Homemade Beef Bone Broth
6-pound beef bones with marrow
5-6 carrots, peeled
1 large onion, peeled and quartered (I used red onion)
2-3 celery, cut them in half
2 large bay leaves
1 tsp whole black peppercorns
1 tsp whole green (Japanese) peppercorns (optional)
1 tsp whole pink peppercorns (optional)
6 garlic cloves, peeled
Enough water to cover the bone and the veggies.
Juice of 1 lemon/lime
Preheat the oven to 450 degrees F.
Roast the bones for 20 minutes, then add the vegetables and Roast/bake for 20 more minutes.
Transfer the bones and vegetables into a large cooking pot. Add enough water to cover the bones and the veggies. Turn the heat to medium-high and let it boil, then turn down the heat to a low simmer with the lid slightly ajar.
Skim off any foam occasionally. Simmer for at least 8-10 hrs. Add more water if needed to ensure bones and vegetables remain fully submerged, at the end, add the lemon juice.
Turn the heat off and let the broth cool fully. The result will be a thick layer of fat. Scoop off the fat.

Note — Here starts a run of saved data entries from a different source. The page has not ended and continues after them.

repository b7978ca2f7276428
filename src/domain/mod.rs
pub mod entities;
pub mod error;
pub mod ports;
pub mod values;
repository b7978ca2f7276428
use serde::{Deserialize, Serialize};
use std::fmt;

/// Minimum absolute percentage move that makes a symbol newsworthy.
#[derive(Debug, Clone, Copy, PartialEq, Serialize, Deserialize)]
pub struct NotableThreshold(f64);

impl NotableThreshold {
    pub const DEFAULT: f64 = 3.0;

    pub fn new(value: f64) -> Result<Self, String> {
        if !value.is_finite() || value <= 0.0 {
            return Err(format!(
                "Threshold must be a positive number of percentage points, got {value}"
            ));
        }
        Ok(NotableThreshold(value))
    }

    pub fn value(&self) -> f64 {
        self.0
    }

    /// True iff the change is known and `|change| >= threshold`.
    pub fn is_notable(&self, percent_change: Option<f64>) -> bool {
        match percent_change {
            Some(change) => change.abs() >= self.0,
            None => false,
        }
    }
}

impl Default for NotableThreshold {
    fn default() -> Self {
        NotableThreshold(Self::DEFAULT)
    }
}

impl fmt::Display for NotableThreshold {
    fn fmt(&self, f: &mut fmt::Formatter<'_>) -> fmt::Result {
        write!(f, "{:.1}%", self.0)
    }
}
use thiserror::Error;

#[derive(Debug, Error)]
pub enum DomainError {
    #[error("Config error: {0}")]
    Config(String),

    #[error("Catalog error: {0}")]
    Catalog(String),

    #[error("IO error: {0}")]
    Io(#[from] std::io::Error),
}

/// Failure talking to one of the upstream data services.
///
/// These never escape a pipeline run; they are logged and degraded
/// into an unknown movement or a placeholder news record.
#[derive(Debug, Clone, Error, PartialEq)]
pub enum ProviderError {
    /// HTTP, DNS, TLS or timeout failure
    #[error("Network error: {0}")]
    Network(String),

    #[error("Upstream returned status {status} for {what}")]
    Status { status: u16, what: String },

    /// The service answered but reported an error in its body
    #[error("Upstream error: {0}")]
    Upstream(String),

    #[error("Rate limited: {0}")]
    RateLimited(String),

    #[error("Parse error: {0}")]
    Parse(String),
}

impl From<reqwest::Error> for ProviderError {
    fn from(e: reqwest::Error) -> Self {
        if e.is_decode() {
            ProviderError::Parse(e.to_string())
        } else {
            ProviderError::Network(e.to_string())
        }
    }
}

Warm the broth a little, then scoop out the bones and the veggies. Using a cloth filter or fine mesh strainer, strain the broth thoroughly.
I’ll be saving the fat I skimmed out to use for cooking. (optional)
You can store the bone broth in the refrigerator for up to 5 days or freeze them in a smaller batch for up to 6 months (it reheats well!) You can drink a nice warm cup of it or cook with it. I prefer not to add salt. That way, I can adjust how much salt to add when using it.